What is required >> Reproduce the data exactly, leaving nothing out.

Input data >>

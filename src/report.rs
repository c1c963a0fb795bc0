use std::path::Path;

use chrono::NaiveDate;
use tracing::info;

use crate::error::Result;
use crate::store::{write_atomically, TopicStore};

const TABLE_HEADER: &str = "|Publish Date|Title|Authors|PDF|\n|---|---|---|---|\n";

/// Renders the Markdown report. Topics without papers are left out and rows
/// run newest first by paper key.
pub fn render(store: &TopicStore, date: NaiveDate) -> String {
    let mut out = format!("## Updated on {}\n\n", date.format("%Y.%m.%d"));

    for (topic, rows) in store.topics() {
        if rows.is_empty() {
            continue;
        }
        out.push_str(&format!("## {topic}\n\n"));
        out.push_str(TABLE_HEADER);

        let mut keys: Vec<&String> = rows.keys().collect();
        keys.sort_unstable_by(|a, b| b.cmp(a));
        for key in keys {
            out.push_str(&rows[key]);
        }
        out.push('\n');
    }

    out
}

/// Overwrites `path` with the rendered report.
pub fn write_report(path: &Path, store: &TopicStore, date: NaiveDate) -> Result<()> {
    write_atomically(path, render(store, date).as_bytes())?;
    info!(path = %path.display(), "report written");
    Ok(())
}

#[cfg(test)]
mod tests {
    use super::*;
    use crate::store::{PaperRows, TopicBatch};

    fn date() -> NaiveDate {
        NaiveDate::from_ymd_opt(2024, 5, 2).unwrap()
    }

    fn batch(topic: &str, pairs: &[(&str, &str)]) -> TopicBatch {
        let papers: PaperRows = pairs
            .iter()
            .map(|(k, v)| (k.to_string(), v.to_string()))
            .collect();
        TopicBatch::new(topic, papers)
    }

    #[test]
    fn empty_store_renders_only_the_date_header() {
        assert_eq!(render(&TopicStore::new(), date()), "## Updated on 2024.05.02\n\n");
    }

    #[test]
    fn rows_are_sorted_newest_key_first() {
        let mut store = TopicStore::new();
        store.merge([batch(
            "SLAM",
            &[("2401.00001", "|old|\n"), ("2405.00009", "|new|\n"), ("2403.00005", "|mid|\n")],
        )]);

        assert_eq!(
            render(&store, date()),
            "## Updated on 2024.05.02\n\n\
             ## SLAM\n\n\
             |Publish Date|Title|Authors|PDF|\n|---|---|---|---|\n\
             |new|\n|mid|\n|old|\n\n"
        );
    }

    #[test]
    fn empty_topics_are_skipped() {
        let mut store = TopicStore::new();
        store.merge([batch("NeRF", &[]), batch("SLAM", &[("1", "|row|\n")])]);

        let report = render(&store, date());
        assert!(!report.contains("## NeRF"));
        assert!(report.contains("## SLAM\n\n"));
    }

    #[test]
    fn report_file_is_replaced_not_appended() {
        let dir = tempfile::tempdir().unwrap();
        let path = dir.path().join("README.md");
        std::fs::write(&path, "stale content\n").unwrap();

        write_report(&path, &TopicStore::new(), date()).unwrap();
        assert_eq!(
            std::fs::read_to_string(&path).unwrap(),
            "## Updated on 2024.05.02\n\n"
        );
    }
}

Exercise response >>
filename src/report.rs
repository c1c963a0fb795bc0
use std::path::Path;

use chrono::NaiveDate;
use tracing::info;

use crate::error::Result;
use crate::store::{write_atomically, TopicStore};

const TABLE_HEADER: &str = "|Publish Date|Title|Authors|PDF|\n|---|---|---|---|\n";

/// Renders the Markdown report. Topics without papers are left out and rows
/// run newest first by paper key.
pub fn render(store: &TopicStore, date: NaiveDate) -> String {
    let mut out = format!("## Updated on {}\n\n", date.format("%Y.%m.%d"));

    for (topic, rows) in store.topics() {
        if rows.is_empty() {
            continue;
        }
        out.push_str(&format!("## {topic}\n\n"));
        out.push_str(TABLE_HEADER);

        let mut keys: Vec<&String> = rows.keys().collect();
        keys.sort_unstable_by(|a, b| b.cmp(a));
        for key in keys {
            out.push_str(&rows[key]);
        }
        out.push('\n');
    }

    out
}

/// Overwrites `path` with the rendered report.
pub fn write_report(path: &Path, store: &TopicStore, date: NaiveDate) -> Result<()> {
    write_atomically(path, render(store, date).as_bytes())?;
    info!(path = %path.display(), "report written");
    Ok(())
}

#[cfg(test)]
mod tests {
    use super::*;
    use crate::store::{PaperRows, TopicBatch};

    fn date() -> NaiveDate {
        NaiveDate::from_ymd_opt(2024, 5, 2).unwrap()
    }

    fn batch(topic: &str, pairs: &[(&str, &str)]) -> TopicBatch {
        let papers: PaperRows = pairs
            .iter()
            .map(|(k, v)| (k.to_string(), v.to_string()))
            .collect();
        TopicBatch::new(topic, papers)
    }

    #[test]
    fn empty_store_renders_only_the_date_header() {
        assert_eq!(render(&TopicStore::new(), date()), "## Updated on 2024.05.02\n\n");
    }

    #[test]
    fn rows_are_sorted_newest_key_first() {
        let mut store = TopicStore::new();
        store.merge([batch(
            "SLAM",
            &[("2401.00001", "|old|\n"), ("2405.00009", "|new|\n"), ("2403.00005", "|mid|\n")],
        )]);

        assert_eq!(
            render(&store, date()),
            "## Updated on 2024.05.02\n\n\
             ## SLAM\n\n\
             |Publish Date|Title|Authors|PDF|\n|---|---|---|---|\n\
             |new|\n|mid|\n|old|\n\n"
        );
    }

    #[test]
    fn empty_topics_are_skipped() {
        let mut store = TopicStore::new();
        store.merge([batch("NeRF", &[]), batch("SLAM", &[("1", "|row|\n")])]);

        let report = render(&store, date());
        assert!(!report.contains("## NeRF"));
        assert!(report.contains("## SLAM\n\n"));
    }

    #[test]
    fn report_file_is_replaced_not_appended() {
        let dir = tempfile::tempdir().unwrap();
        let path = dir.path().join("README.md");
        std::fs::write(&path, "stale content\n").unwrap();

        write_report(&path, &TopicStore::new(), date()).unwrap();
        assert_eq!(
            std::fs::read_to_string(&path).unwrap(),
            "## Updated on 2024.05.02\n\n"
        );
    }
}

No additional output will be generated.